How to Encourage Staff to Contribute
- Help them form habits. Provide ideas and how examples of what you want from them.
- Make social media contributions part of your staff meetings. Brainstorm about things coming up that people could capture.
- Encourage individuality. Allow each employee to personalize the message to their audience. Let them pick the social platform most comfortable and allow them to alter the message or image to fit the platform.
- If you have certain employees who love to write or take photos, let them create and publish that type of content. For instance, if they write an article for the company blog post, encourage them to also publish the content on their Linkedin profile using LinkedIn Publisher.
Ways to get Staff to Share Company Content
- If you want your employees to share a company’s post, make sure you are posting things that interest the staff and they are willing to put themselves behind.
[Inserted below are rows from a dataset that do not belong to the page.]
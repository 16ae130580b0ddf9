use mdpc_mceliece::{
    gf::{FiniteField, Gf4},
    keys::{generate_key_pair, PrivateKey},
    parameters::{BLOCK_LENGTH, BLOCK_WEIGHT, ERROR_WEIGHT, MAX_ITERATIONS},
    random::{get_rng_from_seed, random_vector, random_weighted_vector, Seed},
    syndrome::Syndrome,
};

const MID_BLOCK_LENGTH: usize = 101;
const MID_BLOCK_WEIGHT: usize = 7;
const MID_ITERATIONS: usize = 50;

fn add_vectors(codeword: &[Gf4], error: &[Gf4]) -> Vec<Gf4> {
    codeword
        .iter()
        .zip(error)
        .map(|(&symbol, &injected)| symbol + injected)
        .collect()
}

fn residual_is_codeword(
    private_key: &PrivateKey<Gf4>,
    ciphertext: &[Gf4],
    error_vector: &[Gf4],
) -> bool {
    let residual: Vec<Gf4> = ciphertext
        .iter()
        .zip(error_vector)
        .map(|(&received, &error)| received - error)
        .collect();
    Syndrome::compute(private_key, &residual).is_zero()
}

#[test]
fn tiny_key_pair_round_trip() {
    let mut rng = get_rng_from_seed(Seed::new([61u8; 32]));
    let (public_key, private_key) = generate_key_pair::<Gf4, _>(7, 3, &mut rng).unwrap();
    let mut message = vec![Gf4::zero(); 7];
    message[0] = Gf4::one();
    let codeword = public_key.encode(&message).unwrap();
    let error_vector = private_key
        .decode(&codeword, 10)
        .unwrap()
        .expect("error-free ciphertext must decode");
    assert_eq!(error_vector, vec![Gf4::zero(); 14]);
}

#[test]
fn mid_size_round_trip_without_errors() {
    let mut rng = get_rng_from_seed(Seed::new([62u8; 32]));
    let (public_key, private_key) =
        generate_key_pair::<Gf4, _>(MID_BLOCK_LENGTH, MID_BLOCK_WEIGHT, &mut rng).unwrap();
    for _ in 0..5 {
        let message: Vec<Gf4> = random_vector(MID_BLOCK_LENGTH, &mut rng);
        let codeword = public_key.encode(&message).unwrap();
        let error_vector = private_key
            .decode(&codeword, MID_ITERATIONS)
            .unwrap()
            .expect("error-free ciphertext must decode");
        assert!(error_vector.iter().all(Gf4::is_zero));
    }
}

#[test]
fn mid_size_single_error_is_recovered() {
    let mut rng = get_rng_from_seed(Seed::new([63u8; 32]));
    let (public_key, private_key) =
        generate_key_pair::<Gf4, _>(MID_BLOCK_LENGTH, MID_BLOCK_WEIGHT, &mut rng).unwrap();
    let message: Vec<Gf4> = random_vector(MID_BLOCK_LENGTH, &mut rng);
    let codeword = public_key.encode(&message).unwrap();
    for _ in 0..10 {
        let injected: Vec<Gf4> =
            random_weighted_vector(2 * MID_BLOCK_LENGTH, 1, &mut rng).unwrap();
        let ciphertext = add_vectors(&codeword, &injected);
        let error_vector = private_key
            .decode(&ciphertext, MID_ITERATIONS)
            .unwrap()
            .expect("single errors must decode");
        assert!(residual_is_codeword(&private_key, &ciphertext, &error_vector));
        assert_eq!(error_vector, injected);
    }
}

#[test]
fn mid_size_error_injection_trials() {
    let mut rng = get_rng_from_seed(Seed::new([64u8; 32]));
    let (public_key, private_key) =
        generate_key_pair::<Gf4, _>(MID_BLOCK_LENGTH, MID_BLOCK_WEIGHT, &mut rng).unwrap();
    let trials = 10;
    let mut recovered = 0;
    for _ in 0..trials {
        let message: Vec<Gf4> = random_vector(MID_BLOCK_LENGTH, &mut rng);
        let codeword = public_key.encode(&message).unwrap();
        let injected: Vec<Gf4> =
            random_weighted_vector(2 * MID_BLOCK_LENGTH, 3, &mut rng).unwrap();
        let ciphertext = add_vectors(&codeword, &injected);
        if let Some(error_vector) = private_key.decode(&ciphertext, MID_ITERATIONS).unwrap() {
            assert!(residual_is_codeword(&private_key, &ciphertext, &error_vector));
            if error_vector == injected {
                recovered += 1;
            }
        }
    }
    assert!(
        recovered >= 7,
        "recovered only {recovered}/{trials} weight-3 error vectors"
    );
}

// The recommended-parameter tests exercise r = 2339 and are slow without
// optimizations; run them with `cargo test --release -- --ignored`.

#[test]
#[ignore]
fn recommended_parameters_round_trip() {
    let mut rng = get_rng_from_seed(Seed::new([65u8; 32]));
    let (public_key, private_key) =
        generate_key_pair::<Gf4, _>(BLOCK_LENGTH, BLOCK_WEIGHT, &mut rng).unwrap();
    let message: Vec<Gf4> = random_vector(BLOCK_LENGTH, &mut rng);
    let codeword = public_key.encode(&message).unwrap();
    let error_vector = private_key
        .decode(&codeword, MAX_ITERATIONS)
        .unwrap()
        .expect("error-free ciphertext must decode");
    assert!(error_vector.iter().all(Gf4::is_zero));
}

#[test]
#[ignore]
fn recommended_parameters_error_injection() {
    let mut rng = get_rng_from_seed(Seed::new([66u8; 32]));
    let (public_key, private_key) =
        generate_key_pair::<Gf4, _>(BLOCK_LENGTH, BLOCK_WEIGHT, &mut rng).unwrap();
    let trials = 5;
    let mut recovered = 0;
    for _ in 0..trials {
        let message: Vec<Gf4> = random_vector(BLOCK_LENGTH, &mut rng);
        let codeword = public_key.encode(&message).unwrap();
        let injected: Vec<Gf4> =
            random_weighted_vector(2 * BLOCK_LENGTH, ERROR_WEIGHT, &mut rng).unwrap();
        let ciphertext = add_vectors(&codeword, &injected);
        if let Some(error_vector) = private_key.decode(&ciphertext, MAX_ITERATIONS).unwrap() {
            assert!(residual_is_codeword(&private_key, &ciphertext, &error_vector));
            if error_vector == injected {
                recovered += 1;
            }
        }
    }
    assert!(
        recovered >= 4,
        "recovered only {recovered}/{trials} weight-{ERROR_WEIGHT} error vectors"
    );
}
- Make sure your policy or job expectations don’t contradict what you are asking them to do with social media.
- Reduce technology barriers that may exist, such as Firewall or security issues.
- Provide advice on mobile or desktop apps to make the process faster or easier.
- Send out reminders when an event is coming up or there is something important to share.
- Share results with them, even if it seems small. For instance, “we got a new customer thanks to you sharing that post”.
- If needed, designate time in the work week to dedicate to social sharing and building the company brand.
If your company can build their social media brand, not just through the company’s social media accounts, but also through employee social advocacy, the message will have a greater reach and impact. Your employees’ networks of contacts are very valuable, and their support will help your company’s posts reach more people and have greater influence.